Indian singer (1922–2013)

Gambhari Devi (1922 – 8 January 2013) was a veteran Indian folk singer, folklorist and dancer from Bilaspur district, Himachal Pradesh, noted for her contribution to the folk culture of Himachal Pradesh.

She was awarded the Tagore Akademi Award (Tagore Akademi Puruskar) by the Sangeet Natak Akademi, the National Academy for Music, Dance and Drama in 2011, given to 100 artists from across India to mark the 150th birth anniversary of Rabindranath Tagore, for her contribution in the field of performing arts. In 2001 she received award from Himachal Academy of Arts.

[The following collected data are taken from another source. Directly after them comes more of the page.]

//! Text-generation backends
//!
//! The fine-tuned flow model runs out of process behind an OpenAI-compatible
//! completions API (vLLM, TGI, llama.cpp server). [`CompletionsGenerator`]
//! sends one non-streaming request per prompt:
//! ```text
//! POST {endpoint}/completions
//! {"model":"flow-classifier","prompt":"[INST] ...","max_tokens":1000,"temperature":0.1,"top_p":0.9,"n":1}
//! ```

use crate::config::GeneratorConfig;
use async_trait::async_trait;
use flowsiem_core::{Error, Result};
use serde::{Deserialize, Serialize};
use tracing::debug;

/// Anything that turns a prompt into generated text
#[async_trait]
pub trait TextGenerator: Send + Sync {
    /// Generate a completion for `prompt`, returning only the new text
    async fn generate(&self, prompt: &str) -> Result<String>;
}

/// Generator backed by an OpenAI-compatible `/completions` endpoint
#[derive(Debug, Clone)]
pub struct CompletionsGenerator {
    client: reqwest::Client,
    url: String,
    config: GeneratorConfig,
}

impl CompletionsGenerator {
    /// Build a generator from configuration
    pub fn new(config: GeneratorConfig) -> Result<Self> {
        let client = reqwest::Client::builder()
            .timeout(config.timeout())
            .build()
            .map_err(|e| Error::inference(format!("Failed to build HTTP client: {}", e)))?;

        Ok(Self {
            client,
            url: config.completions_url(),
            config,
        })
    }

    pub fn config(&self) -> &GeneratorConfig {
        &self.config
    }
}

#[async_trait]
impl TextGenerator for CompletionsGenerator {
    async fn generate(&self, prompt: &str) -> Result<String> {
        let request = CompletionRequest {
            model: &self.config.model,
            prompt,
            max_tokens: self.config.max_new_tokens,
            temperature: self.config.temperature,
            top_p: self.config.top_p,
            n: 1,
        };

        let response = self
            .client
            .post(&self.url)
            .json(&request)
            .send()
            .await
            .map_err(|e| Error::inference(format!("Generation request failed: {}", e)))?;

        let status = response.status();
        if !status.is_success() {
            let body = response.text().await.unwrap_or_default();
            return Err(Error::inference(format!(
                "Generation backend returned {}: {}",
                status, body
            )));
        }

        let completion: CompletionResponse = response
            .json()
            .await
            .map_err(|e| Error::inference(format!("Malformed generation response: {}", e)))?;

        let text = completion
            .choices
            .into_iter()
            .next()
            .map(|choice| choice.text)
            .ok_or_else(|| Error::inference("Generation response contained no choices"))?;

        debug!(chars = text.len(), "Generated completion");
        Ok(text)
    }
}

// =============================================================================
// Completions API Structures
// =============================================================================

#[derive(Debug, Serialize)]
struct CompletionRequest<'a> {
    model: &'a str,
    prompt: &'a str,
    max_tokens: u32,
    temperature: f32,
    top_p: f32,
    n: u32,
}

#[derive(Debug, Deserialize)]
struct CompletionResponse {
    choices: Vec<CompletionChoice>,
}

#[derive(Debug, Deserialize)]
struct CompletionChoice {
    text: String,
    // finish_reason: Option<String>,
}
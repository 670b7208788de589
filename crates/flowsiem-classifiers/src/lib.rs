//! flowsiem Classifiers
//!
//! Flow classification through a text-generation model prompted as a
//! classifier.
//!
//! The model answers in free text; [`extract_label`] maps that answer onto a
//! [`Label`](flowsiem_core::Label). The pipeline only depends on the
//! [`Classifier`] trait so tests can substitute deterministic stubs.

pub mod classifier;
pub mod config;
pub mod generator;
pub mod label;

pub use classifier::{flow_prompt, Classifier, GenerativeClassifier};
pub use config::GeneratorConfig;
pub use generator::{CompletionsGenerator, TextGenerator};
pub use label::extract_label;

/// Prelude for convenient imports
pub mod prelude {
    pub use crate::classifier::{Classifier, GenerativeClassifier};
    pub use crate::config::GeneratorConfig;
    pub use crate::generator::TextGenerator;
}
//! Authenticated connection to the SIEM manager

use crate::auth::{Authenticator, Credentials, TokenAuthenticator};
use crate::endpoint::{SiemConfig, SiemEndpoint};
use crate::sink::{EventSink, HttpEventSink};
use async_trait::async_trait;
use flowsiem_core::Result;

/// Authenticates once and yields a sink bound to the resulting token
#[async_trait]
pub trait SiemConnector: Send + Sync {
    type Sink: EventSink;

    async fn connect(&self, credentials: &Credentials) -> Result<Self::Sink>;
}

/// Connector for the manager's REST API
#[derive(Debug, Clone)]
pub struct HttpConnector {
    client: reqwest::Client,
    endpoint: SiemEndpoint,
}

impl HttpConnector {
    pub fn new(config: &SiemConfig, host: impl Into<String>) -> Result<Self> {
        Ok(Self {
            client: config.http_client()?,
            endpoint: config.endpoint(host),
        })
    }

    pub fn endpoint(&self) -> &SiemEndpoint {
        &self.endpoint
    }
}

#[async_trait]
impl SiemConnector for HttpConnector {
    type Sink = HttpEventSink;

    async fn connect(&self, credentials: &Credentials) -> Result<HttpEventSink> {
        let authenticator = TokenAuthenticator::new(self.client.clone(), self.endpoint.clone());
        let token = authenticator.authenticate(credentials).await?;
        Ok(HttpEventSink::new(
            self.client.clone(),
            self.endpoint.clone(),
            token,
        ))
    }
}
//! Classifier trait and the generative flow classifier

use crate::config::GeneratorConfig;
use crate::generator::{CompletionsGenerator, TextGenerator};
use crate::label::extract_label;
use async_trait::async_trait;
use flowsiem_core::{Label, Result};
use std::sync::Arc;
use std::time::Instant;
use tracing::{debug, info};

/// Trait for all flow classifiers
#[async_trait]
pub trait Classifier: Send + Sync {
    /// Classify a free-text flow description
    async fn classify(&self, flow_text: &str) -> Result<Label>;

    /// Get the classifier name
    fn name(&self) -> &str;
}

/// Build the instruction prompt the flow model was fine-tuned on
pub fn flow_prompt(flow_text: &str) -> String {
    format!(
        "[INST] ###instruction: Check if the given traffic flow is normal or of an attacker or a victim\n###input: {}\n#output: [/INST]",
        flow_text
    )
}

/// Classifier that prompts a text-generation model and reads the label out
/// of its answer
///
/// This is the run-scoped model handle: the controller constructs it once
/// and every `classify` call goes through the same generator.
#[derive(Clone)]
pub struct GenerativeClassifier {
    name: String,
    generator: Arc<dyn TextGenerator>,
}

impl GenerativeClassifier {
    /// Wrap an existing generator
    pub fn new(name: impl Into<String>, generator: Arc<dyn TextGenerator>) -> Self {
        Self {
            name: name.into(),
            generator,
        }
    }

    /// Connect to the configured completions backend
    pub fn load(config: GeneratorConfig) -> Result<Self> {
        info!(
            "Loading flow classifier: model={} endpoint={}",
            config.model, config.endpoint
        );
        let name = config.model.clone();
        let generator = CompletionsGenerator::new(config)?;
        Ok(Self::new(name, Arc::new(generator)))
    }
}

#[async_trait]
impl Classifier for GenerativeClassifier {
    async fn classify(&self, flow_text: &str) -> Result<Label> {
        let start = Instant::now();

        let response = self.generator.generate(&flow_prompt(flow_text)).await?;
        let label = extract_label(&response);

        debug!(
            %label,
            latency_ms = start.elapsed().as_millis() as u64,
            "Classified flow"
        );
        Ok(label)
    }

    fn name(&self) -> &str {
        &self.name
    }
}
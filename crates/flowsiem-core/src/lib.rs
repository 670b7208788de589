//! flowsiem Core
//!
//! Core types and utilities shared across flowsiem components.
//!
//! This crate provides:
//! - Flow records, classification labels, and security events
//! - Error types and result handling
//! - The newline-delimited flow reader

pub mod error;
pub mod input;
pub mod types;

pub use error::{Error, Result};
pub use input::FlowReader;
pub use types::{Batch, Event, FlowRecord, Label, SerializedEvent, BATCH_CAPACITY};

/// Prelude module for convenient imports
pub mod prelude {
    pub use crate::error::{Error, Result};
    pub use crate::input::FlowReader;
    pub use crate::types::{Batch, Event, FlowRecord, Label, SerializedEvent, BATCH_CAPACITY};
}
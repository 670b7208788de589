//! Pipeline controller
//!
//! One run is one pass over its input in one of three modes:
//! - `send`: classify flows, batch flagged events, post them to the SIEM
//! - `save`: classify flows, write all flagged events to a file once
//! - `sendfile`: load a saved file and post it to the SIEM in batches
//!
//! Processing is strictly sequential. A flow is read, classified, filtered,
//! and offered to the batch accumulator before the next one is read, so
//! events reach the sink in input order.

use flowsiem_classifiers::{Classifier, GenerativeClassifier};
use flowsiem_core::{Event, FlowReader, Result, SerializedEvent};
use flowsiem_delivery::{
    BatchAccumulator, Credentials, HttpConnector, PersistenceStore, SiemConnector, SinkTarget,
};
use std::path::{Path, PathBuf};
use tokio::io::AsyncBufRead;
use tracing::{info, info_span, Instrument};

use crate::config::AppConfig;

/// Run mode selected once per invocation
#[derive(Debug, Clone)]
pub enum RunMode {
    /// Classify `input` and send flagged events to `host`
    Send {
        input: PathBuf,
        credentials: Credentials,
        host: String,
    },

    /// Classify `input` and save flagged events to `output`
    Save { input: PathBuf, output: PathBuf },

    /// Send the events saved in `input` to `host`
    SendFile {
        input: PathBuf,
        credentials: Credentials,
        host: String,
    },
}

impl RunMode {
    pub fn name(&self) -> &'static str {
        match self {
            Self::Send { .. } => "send",
            Self::Save { .. } => "save",
            Self::SendFile { .. } => "sendfile",
        }
    }
}

/// What a run did
#[derive(Debug, Clone, Copy, Default, PartialEq, Eq)]
pub struct RunSummary {
    /// Flow records read from the input
    pub flows_read: usize,

    /// Events produced (classified as attacker or victim, or loaded from file)
    pub events: usize,

    /// Batches posted to the SIEM
    pub batches_sent: usize,

    /// Posted batches the SIEM answered with a non-2xx status
    pub batches_failed: usize,
}

/// Execute one run, constructing the model handle and SIEM connection the
/// mode needs
pub async fn run(mode: RunMode, config: &AppConfig) -> Result<RunSummary> {
    let span = info_span!("run", mode = mode.name(), run_id = %uuid::Uuid::new_v4());

    async move {
        let summary = match mode {
            RunMode::Send {
                input,
                credentials,
                host,
            } => {
                let classifier = GenerativeClassifier::load(config.generator.clone())?;
                let connector = HttpConnector::new(&config.siem, host)?;
                classify_and_send(&classifier, &connector, &credentials, &input).await?
            }
            RunMode::Save { input, output } => {
                let classifier = GenerativeClassifier::load(config.generator.clone())?;
                classify_and_persist(&classifier, &input, &PersistenceStore::new(output)).await?
            }
            RunMode::SendFile {
                input,
                credentials,
                host,
            } => {
                let connector = HttpConnector::new(&config.siem, host)?;
                persist_and_send(&connector, &credentials, &PersistenceStore::new(input)).await?
            }
        };

        info!(
            flows_read = summary.flows_read,
            events = summary.events,
            batches_sent = summary.batches_sent,
            batches_failed = summary.batches_failed,
            "Run complete"
        );
        Ok::<_, flowsiem_core::Error>(summary)
    }
    .instrument(span)
    .await
}

/// Classify every flow in `input` and post flagged events in batches
///
/// Authentication happens before the input is opened; a rejected login
/// leaves the input untouched.
pub async fn classify_and_send<C, K>(
    classifier: &C,
    connector: &K,
    credentials: &Credentials,
    input: &Path,
) -> Result<RunSummary>
where
    C: Classifier + ?Sized,
    K: SiemConnector + ?Sized,
{
    let sink = connector.connect(credentials).await?;
    let mut flows = FlowReader::open(input).await?;
    let mut summary = RunSummary::default();

    let mut accumulator = BatchAccumulator::new(SinkTarget::new(sink));
    while let Some(event) = next_flagged(classifier, &mut flows, &mut summary).await? {
        accumulator.offer(event).await?;
    }

    let (target, stats) = accumulator.finish().await?;
    summary.batches_sent = stats.batches;
    summary.batches_failed = target.failed();
    Ok(summary)
}

/// Classify every flow in `input` and write the flagged events to `store`
/// in one save at end of input
pub async fn classify_and_persist<C>(
    classifier: &C,
    input: &Path,
    store: &PersistenceStore,
) -> Result<RunSummary>
where
    C: Classifier + ?Sized,
{
    let mut flows = FlowReader::open(input).await?;
    let mut summary = RunSummary::default();

    let mut events = Vec::new();
    while let Some(event) = next_flagged(classifier, &mut flows, &mut summary).await? {
        events.push(event);
    }

    store.save(&events)?;
    Ok(summary)
}

/// Replay the events in `store` to the SIEM in batches
pub async fn persist_and_send<K>(
    connector: &K,
    credentials: &Credentials,
    store: &PersistenceStore,
) -> Result<RunSummary>
where
    K: SiemConnector + ?Sized,
{
    let sink = connector.connect(credentials).await?;
    let events = store.load()?;
    info!("Replaying {} saved events from {:?}", events.len(), store.path());

    let mut accumulator = BatchAccumulator::new(SinkTarget::new(sink));
    for event in events {
        accumulator.offer(event).await?;
    }

    let (target, stats) = accumulator.finish().await?;
    Ok(RunSummary {
        flows_read: 0,
        events: stats.events,
        batches_sent: stats.batches,
        batches_failed: target.failed(),
    })
}

/// Read and classify flows until one is flagged, or input ends
async fn next_flagged<C, R>(
    classifier: &C,
    flows: &mut FlowReader<R>,
    summary: &mut RunSummary,
) -> Result<Option<SerializedEvent>>
where
    C: Classifier + ?Sized,
    R: AsyncBufRead + Unpin,
{
    while let Some(record) = flows.next_record().await? {
        summary.flows_read += 1;

        let label = classifier.classify(&record.input).await?;
        metrics::counter!("flowsiem_flows_classified_total", "label" => label.as_str())
            .increment(1);

        if let Some(event) = Event::flagged(&record, label) {
            summary.events += 1;
            metrics::counter!("flowsiem_events_flagged_total").increment(1);
            return Ok(Some(event.serialize()?));
        }
    }

    Ok(None)
}
//! File persistence for serialized events
//!
//! The store is a single JSON array of event strings, pretty-printed with a
//! four-space indent:
//! ```text
//! [
//!     "{\"input\":\"tcp 10.0.0.1:443 -> ...\",\"output\":\"attacker\"}"
//! ]
//! ```
//! Each save replaces the whole file; there is no append across runs.

use flowsiem_core::{Error, Event, Result, SerializedEvent};
use serde::Serialize;
use serde_json::Value;
use std::fs::File;
use std::io::Write;
use std::path::{Path, PathBuf};
use tracing::{debug, info};

/// Event list stored at a fixed path
#[derive(Debug, Clone)]
pub struct PersistenceStore {
    path: PathBuf,
}

impl PersistenceStore {
    pub fn new(path: impl Into<PathBuf>) -> Self {
        Self { path: path.into() }
    }

    pub fn path(&self) -> &Path {
        &self.path
    }

    /// Replace the file with `events`
    ///
    /// The array is written to a sibling `.tmp` file and renamed into place,
    /// so readers see either the previous content or the complete new list.
    /// A failed save removes the `.tmp` file.
    pub fn save(&self, events: &[SerializedEvent]) -> Result<()> {
        let mut buffer = Vec::new();
        let formatter = serde_json::ser::PrettyFormatter::with_indent(b"    ");
        let mut serializer = serde_json::Serializer::with_formatter(&mut buffer, formatter);
        events.serialize(&mut serializer)?;

        let temp_path = self.temp_path()?;
        if let Err(e) = replace_file(&temp_path, &self.path, &buffer) {
            let _ = std::fs::remove_file(&temp_path);
            return Err(e.into());
        }

        info!("Saved {} events to {:?}", events.len(), self.path);
        Ok(())
    }

    /// Read the full event list back
    ///
    /// Elements are normally strings holding an encoded event; plain
    /// `{input, output}` objects are accepted too and re-encoded. Every
    /// element must be an attacker or victim event.
    pub fn load(&self) -> Result<Vec<SerializedEvent>> {
        let content = std::fs::read_to_string(&self.path)?;

        let value: Value = serde_json::from_str(&content).map_err(|e| {
            Error::corrupt_store(format!("{:?} is not valid JSON: {}", self.path, e))
        })?;
        let Value::Array(items) = value else {
            return Err(Error::corrupt_store(format!(
                "{:?} does not contain a JSON array",
                self.path
            )));
        };

        let mut events = Vec::with_capacity(items.len());
        for (index, item) in items.into_iter().enumerate() {
            events.push(decode_item(index, item)?);
        }

        debug!("Loaded {} events from {:?}", events.len(), self.path);
        Ok(events)
    }

    fn temp_path(&self) -> Result<PathBuf> {
        let mut name = self
            .path
            .file_name()
            .ok_or_else(|| Error::config(format!("{:?} is not a file path", self.path)))?
            .to_os_string();
        name.push(".tmp");
        Ok(self.path.with_file_name(name))
    }
}

fn replace_file(temp_path: &Path, path: &Path, contents: &[u8]) -> std::io::Result<()> {
    let mut file = File::create(temp_path)?;
    file.write_all(contents)?;
    file.sync_all()?;
    drop(file);
    std::fs::rename(temp_path, path)
}

fn decode_item(index: usize, item: Value) -> Result<SerializedEvent> {
    let (event, decoded) = match item {
        Value::String(text) => {
            let event = SerializedEvent::from_raw(text);
            let decoded = event.decode().map_err(|e| {
                Error::corrupt_store(format!("element {} is not an encoded event: {}", index, e))
            })?;
            (event, decoded)
        }
        Value::Object(_) => {
            let decoded: Event = serde_json::from_value(item).map_err(|e| {
                Error::corrupt_store(format!("element {} is not an event: {}", index, e))
            })?;
            (decoded.serialize()?, decoded)
        }
        other => {
            return Err(Error::corrupt_store(format!(
                "element {} has unexpected type: {}",
                index, other
            )));
        }
    };

    if !decoded.output.is_flagged() {
        return Err(Error::corrupt_store(format!(
            "element {} is labelled {}, not attacker or victim",
            index, decoded.output
        )));
    }
    Ok(event)
}

#[cfg(test)]
mod tests {
    use super::*;
    use flowsiem_core::{FlowRecord, Label};
    use proptest::prelude::*;
    use tempfile::TempDir;

    fn event(input: &str, label: Label) -> SerializedEvent {
        Event::flagged(&FlowRecord::new(input), label)
            .unwrap()
            .serialize()
            .unwrap()
    }

    fn store_in(dir: &TempDir) -> PersistenceStore {
        PersistenceStore::new(dir.path().join("events.json"))
    }

    #[test]
    fn test_save_load_round_trip() {
        let dir = TempDir::new().unwrap();
        let store = store_in(&dir);
        let events = vec![
            event("tcp 10.0.0.1:22", Label::Attacker),
            event("tcp 10.0.0.2:80", Label::Victim),
        ];

        store.save(&events).unwrap();
        assert_eq!(store.load().unwrap(), events);
        assert!(!dir.path().join("events.json.tmp").exists());
    }

    #[test]
    fn test_file_is_indented_string_array() {
        let dir = TempDir::new().unwrap();
        let store = store_in(&dir);
        store.save(&[event("x", Label::Victim)]).unwrap();

        let content = std::fs::read_to_string(store.path()).unwrap();
        assert_eq!(
            content,
            "[\n    \"{\\\"input\\\":\\\"x\\\",\\\"output\\\":\\\"victim\\\"}\"\n]"
        );
    }

    #[test]
    fn test_empty_list() {
        let dir = TempDir::new().unwrap();
        let store = store_in(&dir);
        store.save(&[]).unwrap();

        assert_eq!(std::fs::read_to_string(store.path()).unwrap(), "[]");
        assert!(store.load().unwrap().is_empty());
    }

    #[test]
    fn test_save_overwrites() {
        let dir = TempDir::new().unwrap();
        let store = store_in(&dir);
        store.save(&[event("a", Label::Attacker), event("b", Label::Attacker)]).unwrap();
        store.save(&[event("c", Label::Victim)]).unwrap();

        assert_eq!(store.load().unwrap(), vec![event("c", Label::Victim)]);
    }

    #[test]
    fn test_accepts_plain_objects() {
        let dir = TempDir::new().unwrap();
        let store = store_in(&dir);
        std::fs::write(store.path(), r#"[{"input": "udp 1.1.1.1:53", "output": "attacker"}]"#)
            .unwrap();

        let events = store.load().unwrap();
        assert_eq!(events, vec![event("udp 1.1.1.1:53", Label::Attacker)]);
    }

    #[test]
    fn test_corrupt_files() {
        let dir = TempDir::new().unwrap();
        let store = store_in(&dir);

        for content in [
            "not json",
            r#"{"events": []}"#,
            r#"[42]"#,
            r#"["not an event"]"#,
            r#"["{\"input\":\"a\",\"output\":\"hacker\"}"]"#,
            r#"[{"input": "a"}]"#,
            r#"["{\"input\": \"x\", \"output\": \"normal\"}"]"#,
            r#"["{\"input\":\"x\",\"output\":\"unknown\"}"]"#,
            r#"[{"input": "x", "output": "normal"}]"#,
        ] {
            std::fs::write(store.path(), content).unwrap();
            assert!(
                matches!(store.load(), Err(Error::CorruptStore(_))),
                "content {:?}",
                content
            );
        }
    }

    #[test]
    fn test_failed_save_removes_temp_file() {
        let dir = TempDir::new().unwrap();
        let store = store_in(&dir);
        std::fs::create_dir(store.path()).unwrap();
        std::fs::write(store.path().join("occupied"), "").unwrap();

        assert!(matches!(store.save(&[event("x", Label::Attacker)]), Err(Error::Io(_))));
        assert!(!dir.path().join("events.json.tmp").exists());
    }

    #[test]
    fn test_missing_file_is_io_error() {
        let dir = TempDir::new().unwrap();
        assert!(matches!(store_in(&dir).load(), Err(Error::Io(_))));
    }

    proptest! {
        #[test]
        fn prop_round_trip(inputs in prop::collection::vec((".{0,60}", any::<bool>()), 1..40)) {
            let dir = TempDir::new().unwrap();
            let store = store_in(&dir);
            let events: Vec<SerializedEvent> = inputs
                .iter()
                .map(|(input, attacker)| {
                    event(input, if *attacker { Label::Attacker } else { Label::Victim })
                })
                .collect();

            store.save(&events).unwrap();
            prop_assert_eq!(store.load().unwrap(), events);
        }
    }
}
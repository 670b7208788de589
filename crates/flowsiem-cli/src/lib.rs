//! flowsiem CLI
//!
//! Run modes, configuration, and the pipeline controller behind the
//! `flowsiem` binary.

pub mod cli;
pub mod config;
pub mod pipeline;

pub use cli::{Cli, Commands};
pub use config::AppConfig;
pub use pipeline::{
    classify_and_persist, classify_and_send, persist_and_send, run, RunMode, RunSummary,
};
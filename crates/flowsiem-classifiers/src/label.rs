//! Label extraction from generated text

use aho_corasick::AhoCorasick;
use flowsiem_core::Label;
use std::sync::OnceLock;

/// Keywords searched for in a model response, in precedence order
const KEYWORDS: [(&str, Label); 3] = [
    ("normal", Label::Normal),
    ("attacker", Label::Attacker),
    ("victim", Label::Victim),
];

fn matcher() -> &'static AhoCorasick {
    static MATCHER: OnceLock<AhoCorasick> = OnceLock::new();
    MATCHER.get_or_init(|| {
        AhoCorasick::new(KEYWORDS.iter().map(|(keyword, _)| keyword))
            .expect("label keywords form a valid automaton")
    })
}

/// Map a generated response to a [`Label`]
///
/// The response is lowercased with full Unicode case mapping, then searched
/// for keyword substrings. When several keywords occur, the earliest entry of
/// [`KEYWORDS`] wins regardless of where it appears in the text: any mention
/// of "normal" yields [`Label::Normal`].
pub fn extract_label(response: &str) -> Label {
    let lowered = response.to_lowercase();
    matcher()
        .find_overlapping_iter(&lowered)
        .map(|m| m.pattern().as_usize())
        .min()
        .map(|index| KEYWORDS[index].1)
        .unwrap_or(Label::Unknown)
}
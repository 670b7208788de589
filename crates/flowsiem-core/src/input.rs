//! Newline-delimited flow record input

use crate::{Error, FlowRecord, Result};
use std::path::Path;
use tokio::fs::File;
use tokio::io::{AsyncBufRead, AsyncBufReadExt, BufReader, Lines};
use tracing::debug;

/// Reads [`FlowRecord`]s one line at a time, in file order
///
/// Lines are pulled lazily so a run never holds more than one record in
/// memory. Every line must be a JSON object with a string `input` field;
/// anything else, including a blank line, fails the read. The terminator of
/// the final line is optional.
pub struct FlowReader<R> {
    lines: Lines<R>,
    line_number: usize,
}

impl FlowReader<BufReader<File>> {
    /// Open a flow file for reading
    pub async fn open(path: impl AsRef<Path>) -> Result<Self> {
        let path = path.as_ref();
        let file = File::open(path).await?;
        debug!("Opened flow input {:?}", path);
        Ok(Self::new(BufReader::new(file)))
    }
}

impl<R: AsyncBufRead + Unpin> FlowReader<R> {
    /// Wrap any buffered async reader
    pub fn new(reader: R) -> Self {
        Self {
            lines: reader.lines(),
            line_number: 0,
        }
    }

    /// Read the next record, or `None` at end of input
    pub async fn next_record(&mut self) -> Result<Option<FlowRecord>> {
        while let Some(line) = self.lines.next_line().await? {
            self.line_number += 1;

            let record = serde_json::from_str(&line).map_err(|source| Error::InvalidRecord {
                line: self.line_number,
                source,
            })?;
            return Ok(Some(record));
        }

        Ok(None)
    }

    /// Number of lines consumed so far
    pub fn line_number(&self) -> usize {
        self.line_number
    }
}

She died on 8 January 2013 at the age of 91.

==Life experiences==
Gambhri Devi was born in Bandla village of Bilaspur district in Himachal Pradesh in 1922 in a Koli family. She started performing at the age of 8. She married at an early age like the other girls of the village which normally would have debarred her from singing and dancing. However, she persisted in folk performance despite the stigma attached to it.

==Her life==
Such was her talent that society slowly forgot her social stigma and started inviting her to perform on various occasions. She eventually became so popular that no function could be complete without her performance. Such was her impact that she came to be seen as an idol of romance. People started gathering from far away places for her performances and the same locality considered marriage ceremonies unceremonious without her performance and attendance. She was considered a matinee idol of her time. She was accompanied by a drummer and a wrestler (Pistu urf Basanta Pehlwaan) who also become a legend along with Devi. This couple, never legally married, faced a great deal of hostility from conservative society. They could enjoy her performances but could not accept her liberal behaviour. Devi later sacrificed her love and on request of Devi herself, Basanta Pehlwaan later married another woman.

She continued performing till her later ages. She was not feeling well though and she discontinued performing because of her health issues in last few months of her life.

==Awards==
- She received Tagore Akademi Award (Tagore Akademi Puruskar) by the Sangeet Natak Akademi in 2011.
- Achievement Award from HImachal Academy of Arts in 2001.